- **PROBLEM**
Working through the lines below, return each one that holds "DecodedValue".

- **SUPPLIED RECORDS**
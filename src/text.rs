//! Identifier text spread across several FARM fields.

use crate::field::EncodedField;
use crate::models::DecodedValue;

const BYTES_PER_FIELD: usize = 4;

/// Swap each adjacent byte pair of a field's low dword into reading order.
fn field_chars(field: &EncodedField) -> [u8; BYTES_PER_FIELD] {
    let [b0, b1, b2, b3] = field.low_dword_bytes();
    [b1, b0, b3, b2]
}

fn word_swap(dword: u32) -> u32 {
    dword.rotate_left(16)
}

/// Assemble ASCII text from consecutive fields, gated on the first field's status.
///
/// The text ends at the first NUL byte and surrounding whitespace is trimmed.
pub fn ascii(fields: &[EncodedField]) -> DecodedValue {
    let Some(first) = fields.first() else {
        return DecodedValue::Omitted;
    };
    let status = first.status();
    if !status.supported {
        return DecodedValue::Omitted;
    }
    if !status.valid {
        return DecodedValue::Invalid;
    }

    DecodedValue::Text(assemble(fields))
}

/// Raw assembly without status gating.
pub fn assemble(fields: &[EncodedField]) -> String {
    let bytes: Vec<u8> = fields
        .iter()
        .flat_map(field_chars)
        .take_while(|&b| b != 0)
        .collect();
    let text: String = bytes.into_iter().map(char::from).collect();
    text.trim().to_string()
}

/// World wide name style identifier held in the low dwords of two fields.
pub fn hex_pair(hi: &EncodedField, lo: &EncodedField) -> DecodedValue {
    let status = hi.status();
    if !status.supported {
        return DecodedValue::Omitted;
    }
    if !status.valid {
        return DecodedValue::Invalid;
    }

    let high = u64::from(word_swap(hi.payload() as u32));
    let low = u64::from(word_swap(lo.payload() as u32));
    DecodedValue::Text(format!("0x{:016X}", (high << 32) | low))
}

- **REPLY**
use crate::models::DecodedValue;
pub fn ascii(fields: &[EncodedField]) -> DecodedValue {
        return DecodedValue::Omitted;
        return DecodedValue::Omitted;
        return DecodedValue::Invalid;
    DecodedValue::Text(assemble(fields))
pub fn hex_pair(hi: &EncodedField, lo: &EncodedField) -> DecodedValue {
        return DecodedValue::Omitted;
        return DecodedValue::Invalid;
    DecodedValue::Text(format!("0x{:016X}", (high << 32) | low))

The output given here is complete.